In this example, the most CPU time was taken by the crypto/SSL routines. This is understandable because cryptography is a time consuming task. Had the wordpress.org website not redirected us to https:// this library would not have been used, saving us CPU time. The network layer would still have been used, but using a wired connection instead of a wireless connection would likely have been less taxing. Disabling the progress indicator on the wget program (via the -nv switch) would have saved CPU time in displaying download progress.
Digging Into Symbols
Even though the default report provides valuable and useful information, we can dig further. By running this:
opreport --demangle=smart --symbols
We can find out exactly how much CPU time functions in the libraries consumed:
In this example, I used the wget command above but used an http:// URL (one that doesn’t redirect to https://) and you can see the absence of OpenSSL libraries in the trace.
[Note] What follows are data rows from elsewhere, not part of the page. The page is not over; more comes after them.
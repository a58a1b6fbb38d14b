//! Thread replies of `channels/{id}/messages/{id}/thread`.

use huddle_shared::{ChannelId, MessageId, ThreadReply, UserId};
use rusqlite::params;

use crate::database::{ts_from_sql, ts_to_sql, Database};
use crate::error::{Result, StoreError};

impl Database {
    /// Store a reply and flag its parent message as threaded.
    pub fn insert_thread_reply(
        &self,
        channel_id: &ChannelId,
        parent_id: &MessageId,
        reply: &ThreadReply,
    ) -> Result<()> {
        let tx = self.conn().unchecked_transaction()?;

        let parent_found = tx.execute(
            "UPDATE messages SET has_thread = 1 WHERE channel_id = ?1 AND id = ?2",
            params![channel_id.as_str(), parent_id.as_str()],
        )? > 0;
        if !parent_found {
            return Err(StoreError::NotFound(format!("message {parent_id} in channel {channel_id}")));
        }

        tx.execute(
            "INSERT INTO thread_replies (channel_id, parent_id, id, author_id, content, time)
             VALUES (?1, ?2, ?3, ?4, ?5, ?6)",
            params![
                channel_id.as_str(),
                parent_id.as_str(),
                reply.message_id.as_str(),
                reply.message_author_id.as_str(),
                reply.message_content,
                ts_to_sql(&reply.time),
            ],
        )?;

        tx.commit()?;
        Ok(())
    }

    /// Replies to one message, oldest first.
    pub fn list_thread_replies(&self, channel_id: &ChannelId, parent_id: &MessageId) -> Result<Vec<ThreadReply>> {
        let mut stmt = self.conn().prepare(
            "SELECT id, author_id, content, time
             FROM thread_replies
             WHERE channel_id = ?1 AND parent_id = ?2
             ORDER BY time ASC, id ASC",
        )?;

        let rows = stmt.query_map(params![channel_id.as_str(), parent_id.as_str()], |row| {
            let id: String = row.get(0)?;
            let author: String = row.get(1)?;
            let time_str: String = row.get(3)?;
            Ok(ThreadReply {
                message_id: MessageId(id),
                message_author_id: UserId(author),
                message_content: row.get(2)?,
                time: ts_from_sql(3, &time_str)?,
            })
        })?;

        let mut replies = Vec::new();
        for row in rows {
            replies.push(row?);
        }
        Ok(replies)
    }
}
However, instead of just the library name, we now have a full listing of the functions involved. As you can see, the network layer consumed most of the CPU non-HALT time.
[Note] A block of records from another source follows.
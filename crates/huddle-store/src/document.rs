//! Contract of the hosted document database, as seen by read-only
//! consumers such as search.

use std::sync::{Mutex, MutexGuard};

use async_trait::async_trait;
use huddle_shared::{ChannelId, ChannelRecord, Message, MessageId, ThreadReply, UserId, UserIdentity};

use crate::database::Database;
use crate::error::{Result, StoreError};

/// Read access to the `users`, `channels`, `channels/{id}/messages` and
/// `channels/{id}/messages/{id}/thread` collections.
///
/// Lists come back in stored order: channels and users by creation time,
/// messages and replies oldest first.
#[async_trait]
pub trait DocumentStore: Send + Sync {
    async fn list_channels(&self) -> Result<Vec<ChannelRecord>>;

    /// Channels whose member list contains `uid`.
    async fn channels_for_member(&self, uid: &UserId) -> Result<Vec<ChannelRecord>>;

    async fn list_messages(&self, channel_id: &ChannelId) -> Result<Vec<Message>>;

    async fn list_thread_replies(&self, channel_id: &ChannelId, message_id: &MessageId) -> Result<Vec<ThreadReply>>;

    async fn list_users(&self) -> Result<Vec<UserIdentity>>;

    /// A miss is `Ok(None)`, not an error.
    async fn get_user(&self, uid: &UserId) -> Result<Option<UserIdentity>>;
}

/// [`DocumentStore`] over the local SQLite replica.
pub struct SqliteDocumentStore {
    db: Mutex<Database>,
}

impl SqliteDocumentStore {
    pub fn new(db: Database) -> Self {
        Self { db: Mutex::new(db) }
    }

    /// Direct access for writes (imports, tests).
    pub fn database(&self) -> Result<MutexGuard<'_, Database>> {
        self.db
            .lock()
            .map_err(|e| StoreError::Unavailable(format!("Lock poisoned: {e}")))
    }
}

#[async_trait]
impl DocumentStore for SqliteDocumentStore {
    async fn list_channels(&self) -> Result<Vec<ChannelRecord>> {
        self.database()?.list_channels()
    }

    async fn channels_for_member(&self, uid: &UserId) -> Result<Vec<ChannelRecord>> {
        self.database()?.list_channels_for_member(uid)
    }

    async fn list_messages(&self, channel_id: &ChannelId) -> Result<Vec<Message>> {
        self.database()?.list_messages(channel_id)
    }

    async fn list_thread_replies(&self, channel_id: &ChannelId, message_id: &MessageId) -> Result<Vec<ThreadReply>> {
        self.database()?.list_thread_replies(channel_id, message_id)
    }

    async fn list_users(&self) -> Result<Vec<UserIdentity>> {
        self.database()?.list_users()
    }

    async fn get_user(&self, uid: &UserId) -> Result<Option<UserIdentity>> {
        self.database()?.get_user(uid)
    }
}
Taking it to the Next Level
In the previous examples we’ve used OProfile to take a look at one program at a time. You can examine your entire system at once using the –system-wide switch:
sudo operf --system-wide
Using this technique, OProfile will gather statistics in the same manner and stop when you hit CTRL+C. Afterwards, you can run the opreport command. Since the profiler will likely generate much more data (especially on a desktop or busy server).
opreport > report.txt
The report is now viewable in a file called report.txt
Low Overhead
It is important to note that while OProfile shouldn’t interfere with the operation of your programs, it will create a bit of overhead and thus slow down execution. In our simple examples above it didn’t create a problem, but on a program with long execution and extensive function calls you will likely notice a difference. Because of this, I wouldn’t recommend using this program in a production server environment unless faced with a critical performance problem that must be solved with live usage. Even then, I would use it just long enough to find the issue.
Conclusion
OProfile is a powerful performance profiling tool. It taps into the lowest level available in Linux to obtain performance counters and metrics that give you valuable information about your programs.
Gone are the days of guesswork in performance debugging – you now have the power to know precisely what your system is doing and how to improve it. By studying the reports generated by OProfile, you can make informed, data-driven decisions on optimizing your system.